• Panel #1 Installation view (2012), Kari Marboe, 4x4’, Digital print on vinyl, mounted on Cintra, Installed at the Bancroft entrance to the Berkeley Art Museum

  • Kari Marboe
  • Panel #1 (2012), Kari Marboe, 4x4’, Digital print on vinyl, mounted on Cintra, Installed at the Bancroft entrance to the Berkeley Art Museum

  • Kari Marboe
  • Billboard #1, (2012) Kari Marboe, one-week installation on top of the Waffle Shop in Pittsburgh, PA. 4x6’, photographic print mounted to acrylic with aluminum backing

  • Kari Marboe
  • Newspaper Spaces #1 (2012), Kari Marboe and Erin Johnson, newspaper, text 2x5 inches, text/image series published in the East Bay Express from April 4-May 16, 2012

  • Kari Marboe
  • Newspaper Spaces #2 (2012), Kari Marboe and Erin Johnson, newspaper, text 2x5 inches, text/image series published in the East Bay Express from April 4-May 16, 2012

It’s only natural in a world where viral forms of art and marketing coexist and sometimes collaborate, that we increasingly see these forms intermingling. Two of the most successful practitioners are Shepard Fairey and Jeff Hull. The former's “Obey Giant” campaign spread stickers throughout the country and eventually the world – most often with an image of deceased wrestling icon Andre the Giant branded with the satirically ominous propagandistic slogan “OBEY”. The word was a reference to the cult film They Live (which coincidentally starred a former wrestler who once tussled with Andre). In They Live, OBEY was the subliminal message underlying all ads and media, placed there by nefarious aliens with undue intentions for the future of the planet.

Mr. Hull's Games of Nonchalance redefined the genre of Alternate Reality Gaming, offering up a interactive quest involving street and performance art in nearly equal amounts essentially forcing the participant to actively reengage with their local environment and learn the all too true and strange history of San Francisco. These two men's works reexamine the questions posed by history and the very nature of existence in a world over-saturated with media coverage and advertising.
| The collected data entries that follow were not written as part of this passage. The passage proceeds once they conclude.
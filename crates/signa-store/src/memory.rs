//! In-memory backend - default for tests and ephemeral sessions

use std::collections::BTreeMap;

use parking_lot::RwLock;

use signa_core::{Sample, SampleId, SignaResult};

use crate::SampleBackend;

/// Keyed in-memory sample table
#[derive(Debug, Default)]
pub struct MemoryBackend {
    rows: RwLock<BTreeMap<u64, Sample>>,
}

impl MemoryBackend {
    pub fn new() -> Self {
        MemoryBackend::default()
    }

    /// Number of stored rows
    pub fn len(&self) -> usize {
        self.rows.read().len()
    }

    pub fn is_empty(&self) -> bool {
        self.rows.read().is_empty()
    }
}

impl SampleBackend for MemoryBackend {
    async fn insert(&self, sample: Sample) -> SignaResult<()> {
        self.rows.write().insert(sample.id.as_u64(), sample);
        Ok(())
    }

    async fn fetch_all(&self) -> SignaResult<Vec<Sample>> {
        Ok(self.rows.read().values().cloned().collect())
    }

    async fn remove(&self, ids: Vec<SampleId>) -> SignaResult<()> {
        let mut rows = self.rows.write();
        for id in ids {
            rows.remove(&id.as_u64());
        }
        Ok(())
    }

    async fn clear(&self) -> SignaResult<()> {
        self.rows.write().clear();
        Ok(())
    }

    async fn replace_all(&self, samples: Vec<Sample>) -> SignaResult<()> {
        let table: BTreeMap<u64, Sample> =
            samples.into_iter().map(|s| (s.id.as_u64(), s)).collect();
        *self.rows.write() = table;
        Ok(())
    }
}

#[cfg(test)]
mod tests {
    use super::*;
    use signa_core::{FeatureVector, Label};

    fn sample(id: u64, label: &str) -> Sample {
        Sample::new(
            SampleId::new(id),
            Label::new(label).unwrap(),
            FeatureVector::new(vec![id as f32]),
        )
    }

    #[tokio::test]
    async fn test_insert_and_fetch() {
        let backend = MemoryBackend::new();
        backend.insert(sample(1, "A")).await.unwrap();
        backend.insert(sample(2, "B")).await.unwrap();

        let all = backend.fetch_all().await.unwrap();
        assert_eq!(all.len(), 2);
    }

    #[tokio::test]
    async fn test_remove_ignores_unknown_ids() {
        let backend = MemoryBackend::new();
        backend.insert(sample(1, "A")).await.unwrap();

        backend
            .remove(vec![SampleId::new(1), SampleId::new(99)])
            .await
            .unwrap();

        assert!(backend.is_empty());
    }

    #[tokio::test]
    async fn test_replace_all() {
        let backend = MemoryBackend::new();
        backend.insert(sample(1, "A")).await.unwrap();

        backend
            .replace_all(vec![sample(10, "C"), sample(11, "C")])
            .await
            .unwrap();

        let all = backend.fetch_all().await.unwrap();
        assert_eq!(all.len(), 2);
        assert!(all.iter().all(|s| s.label.as_str() == "C"));
    }
}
The work of a young female Bay Area-based artist, Kari Marboe, seems to fall in this same milieu, working to pose questions and provoke an investigative line of reasoning. Of the six artists on display at Berkeley Art Museum for The 42nd Annual UC Berkeley Master of Fine Arts Graduate Exhibition, I found hers to be the most compelling for further examination.
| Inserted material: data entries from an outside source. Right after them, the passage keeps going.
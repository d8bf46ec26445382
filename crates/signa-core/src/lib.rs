//! SIGNA Core - Fundamental types and primitives
//!
//! This crate defines the core types used throughout the SIGNA engine:
//! - Identifiers (SampleId)
//! - Time primitives (FrameTime)
//! - Hand model (Landmark, HandLandmark)
//! - Gesture labels, feature vectors, and samples
//! - Ordered majority voting

pub mod error;
pub mod hand;
pub mod id;
pub mod label;
pub mod sample;
pub mod tally;
pub mod time;
pub mod vector;

pub use error::*;
pub use hand::*;
pub use id::*;
pub use label::*;
pub use sample::*;
pub use tally::*;
pub use time::*;
pub use vector::*;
Marboe’s works comprise a series that operate on a physical, conceptual and ephemeral level. The main series Newspaper Spaces #1-7, is a series of seven Brancusi – like columns of newspapers stacked high on four slightly elevated platforms placed middle of the museum's floor. There are two additional works that seem to be of a series as they both include the number one in their titles. To be clear, there are no corresponding sequential works that form a connective tissue – merely the suggestion exists. The first of these could be easily missed by those perhaps too eager to get their museum visit on – in other words, folks like me. Panel #1 takes the place of an ad and could easily be confused for one. It reads:

“Curl your mind belly-up in my non-arms, briefly. Pause in my announcement of things to come or idle in my square upon exiting. Almost everything else coats the inside of this gray skin while we rest at the precipice just barely, but decidedly, out of reach.”

So? Well, one has to enter and exit the museum and be observant to get it. A sort of unintended comment of the strange phenomena of people rapidly, in succession, taking pictures of themselves in front of major works such as the Mona Lisa? This after spending mere seconds considering their camera angles and possibly not much of the art they are peering at!

This is literary art that succeeds as advertising and commentary; blurring boundaries and inadvertently raising some of the issues Tom Wolfe famously noted in his art world take down, The Painted Word. In Wolfe’s fighting words:

“How could Modern Art be literary? As every art-history student is told, the Modern movement began about 1900 with a complete rejection of the literary nature of academic art, meaning the sort of realistic art which originated in the Renaissance and which the various national academies still held up as the last word. Literary became a code word for all that seemed hopelessly retrograde about realistic art.”

Was he right or wrong? I say half right and I well imagine he would have found Marboe’s work amusing, but not to his taste. In the book, Wolfe, posits a thesis that in the contemporary art world, post-modernism has created a place where theory wins out over craft, leftwing political  messages are usually necessary in some shape or form, or in the case of ephemeral works, lack of form. He goes on to put forward the idea that literary narrative has displaced representation. Finally and most relevantly he makes the case that the art market has indeed profited greatly from these changes in the art world. Given that this book came out in 1975, one would well imagine that it has dated poorly. Aside from the over-the-top style and its just to the sarcastic right of Hilton Kramer politics – much of the criticism holds water; that being that the market holds too much sway over the art community and much of contemporary art is indeed literary. A lot of this type of work is cloying and fails at delivering its intended message(s). There are successful practitioners, however.  Barbara Kruger and Ed Ruscha are two examples. To each his or her own – Kari Marboe's work won me over.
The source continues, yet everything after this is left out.